» Your instructions:
Only one stretch of the data below should be repeated: the lines from the line containing "filename src/workspace/paths.rs" through the line containing "pub fn normalize_path(path: &Path)", inclusive, exactly as they are.

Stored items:
──────────

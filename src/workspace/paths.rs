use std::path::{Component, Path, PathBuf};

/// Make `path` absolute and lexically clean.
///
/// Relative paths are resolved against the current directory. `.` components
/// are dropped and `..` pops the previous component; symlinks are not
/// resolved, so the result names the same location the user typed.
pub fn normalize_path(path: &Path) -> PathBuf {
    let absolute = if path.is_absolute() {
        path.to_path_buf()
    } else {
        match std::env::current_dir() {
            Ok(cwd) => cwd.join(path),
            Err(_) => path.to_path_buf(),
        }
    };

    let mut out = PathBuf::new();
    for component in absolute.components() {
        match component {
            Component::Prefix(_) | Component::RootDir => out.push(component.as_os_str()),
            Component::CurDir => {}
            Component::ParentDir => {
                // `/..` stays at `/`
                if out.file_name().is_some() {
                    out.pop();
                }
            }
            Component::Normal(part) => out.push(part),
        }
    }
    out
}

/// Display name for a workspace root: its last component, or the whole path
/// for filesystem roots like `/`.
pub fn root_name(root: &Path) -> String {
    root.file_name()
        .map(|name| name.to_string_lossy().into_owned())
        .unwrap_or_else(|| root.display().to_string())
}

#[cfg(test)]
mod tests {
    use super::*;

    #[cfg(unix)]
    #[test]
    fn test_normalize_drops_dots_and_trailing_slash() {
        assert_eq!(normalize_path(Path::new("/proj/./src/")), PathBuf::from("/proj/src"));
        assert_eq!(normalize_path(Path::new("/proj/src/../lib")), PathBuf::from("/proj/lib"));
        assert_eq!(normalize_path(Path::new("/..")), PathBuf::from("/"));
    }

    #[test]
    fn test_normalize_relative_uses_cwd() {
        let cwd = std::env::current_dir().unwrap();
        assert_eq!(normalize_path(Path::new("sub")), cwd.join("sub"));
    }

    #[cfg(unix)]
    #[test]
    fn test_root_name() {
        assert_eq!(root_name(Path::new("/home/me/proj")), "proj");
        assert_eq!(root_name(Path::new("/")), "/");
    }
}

──────────

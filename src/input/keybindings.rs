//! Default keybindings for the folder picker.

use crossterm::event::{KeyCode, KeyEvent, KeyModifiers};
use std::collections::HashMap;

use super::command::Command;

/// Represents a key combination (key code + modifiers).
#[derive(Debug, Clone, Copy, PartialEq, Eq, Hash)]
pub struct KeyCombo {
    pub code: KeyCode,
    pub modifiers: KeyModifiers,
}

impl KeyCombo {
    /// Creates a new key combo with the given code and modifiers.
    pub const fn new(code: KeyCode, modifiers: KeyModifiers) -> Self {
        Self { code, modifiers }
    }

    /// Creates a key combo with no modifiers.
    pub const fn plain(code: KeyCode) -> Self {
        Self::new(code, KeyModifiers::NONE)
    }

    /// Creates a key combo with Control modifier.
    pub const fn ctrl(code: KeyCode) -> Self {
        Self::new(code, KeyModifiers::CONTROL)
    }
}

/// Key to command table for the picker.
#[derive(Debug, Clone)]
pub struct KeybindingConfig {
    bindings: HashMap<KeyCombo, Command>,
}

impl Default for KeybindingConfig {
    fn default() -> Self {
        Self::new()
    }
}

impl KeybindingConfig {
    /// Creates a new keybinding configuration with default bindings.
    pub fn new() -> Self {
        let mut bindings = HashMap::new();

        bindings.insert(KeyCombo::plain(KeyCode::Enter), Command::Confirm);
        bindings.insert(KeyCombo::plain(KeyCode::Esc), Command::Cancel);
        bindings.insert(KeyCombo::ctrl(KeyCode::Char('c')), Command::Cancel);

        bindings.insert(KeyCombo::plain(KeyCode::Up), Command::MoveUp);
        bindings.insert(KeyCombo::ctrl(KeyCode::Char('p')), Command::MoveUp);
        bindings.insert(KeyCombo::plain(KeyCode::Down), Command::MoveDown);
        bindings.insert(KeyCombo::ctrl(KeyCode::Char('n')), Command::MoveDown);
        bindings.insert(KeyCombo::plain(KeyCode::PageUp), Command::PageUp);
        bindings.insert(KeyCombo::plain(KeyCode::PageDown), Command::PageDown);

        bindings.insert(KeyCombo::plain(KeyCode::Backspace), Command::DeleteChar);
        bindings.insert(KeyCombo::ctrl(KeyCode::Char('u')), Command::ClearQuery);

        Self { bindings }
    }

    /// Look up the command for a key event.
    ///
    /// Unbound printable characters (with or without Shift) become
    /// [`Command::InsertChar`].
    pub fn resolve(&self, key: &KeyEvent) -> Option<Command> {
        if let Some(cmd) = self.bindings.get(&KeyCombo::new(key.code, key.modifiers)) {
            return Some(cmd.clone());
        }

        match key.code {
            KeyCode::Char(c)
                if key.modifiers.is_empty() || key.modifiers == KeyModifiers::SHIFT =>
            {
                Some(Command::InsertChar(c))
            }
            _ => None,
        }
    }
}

──────────

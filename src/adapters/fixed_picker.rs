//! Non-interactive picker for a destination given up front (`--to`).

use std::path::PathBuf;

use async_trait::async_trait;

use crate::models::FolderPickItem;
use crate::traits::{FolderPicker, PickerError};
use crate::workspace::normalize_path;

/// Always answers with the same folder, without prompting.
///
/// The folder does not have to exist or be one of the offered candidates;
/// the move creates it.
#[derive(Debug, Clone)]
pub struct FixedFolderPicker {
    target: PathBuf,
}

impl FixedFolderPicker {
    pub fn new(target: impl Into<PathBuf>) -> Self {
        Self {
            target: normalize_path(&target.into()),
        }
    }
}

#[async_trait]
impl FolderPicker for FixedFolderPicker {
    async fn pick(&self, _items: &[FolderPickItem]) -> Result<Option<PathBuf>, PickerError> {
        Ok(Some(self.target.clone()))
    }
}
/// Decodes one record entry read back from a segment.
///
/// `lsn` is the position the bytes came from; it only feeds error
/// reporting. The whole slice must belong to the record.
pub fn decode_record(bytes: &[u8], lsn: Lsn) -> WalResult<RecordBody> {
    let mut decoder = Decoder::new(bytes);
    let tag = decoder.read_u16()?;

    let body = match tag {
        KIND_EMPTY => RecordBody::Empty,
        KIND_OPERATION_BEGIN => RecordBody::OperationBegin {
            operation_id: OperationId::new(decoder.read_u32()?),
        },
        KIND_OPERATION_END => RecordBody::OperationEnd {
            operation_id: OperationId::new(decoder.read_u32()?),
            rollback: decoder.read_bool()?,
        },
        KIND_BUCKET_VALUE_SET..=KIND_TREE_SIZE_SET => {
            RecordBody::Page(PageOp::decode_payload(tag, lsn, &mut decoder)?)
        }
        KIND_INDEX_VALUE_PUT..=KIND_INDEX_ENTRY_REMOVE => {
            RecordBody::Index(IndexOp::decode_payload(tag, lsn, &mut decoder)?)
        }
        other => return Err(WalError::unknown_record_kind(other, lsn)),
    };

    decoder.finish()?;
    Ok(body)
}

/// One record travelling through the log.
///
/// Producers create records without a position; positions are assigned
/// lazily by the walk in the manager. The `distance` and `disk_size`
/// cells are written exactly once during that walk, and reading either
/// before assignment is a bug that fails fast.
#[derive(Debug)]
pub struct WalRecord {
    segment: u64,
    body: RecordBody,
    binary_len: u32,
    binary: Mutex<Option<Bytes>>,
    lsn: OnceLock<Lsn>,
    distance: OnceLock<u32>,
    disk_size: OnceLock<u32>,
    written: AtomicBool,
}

──────────

» Response for this exercise:
filename src/workspace/paths.rs
use std::path::{Component, Path, PathBuf};

/// Make `path` absolute and lexically clean.
///
/// Relative paths are resolved against the current directory. `.` components
/// are dropped and `..` pops the previous component; symlinks are not
/// resolved, so the result names the same location the user typed.
pub fn normalize_path(path: &Path) -> PathBuf {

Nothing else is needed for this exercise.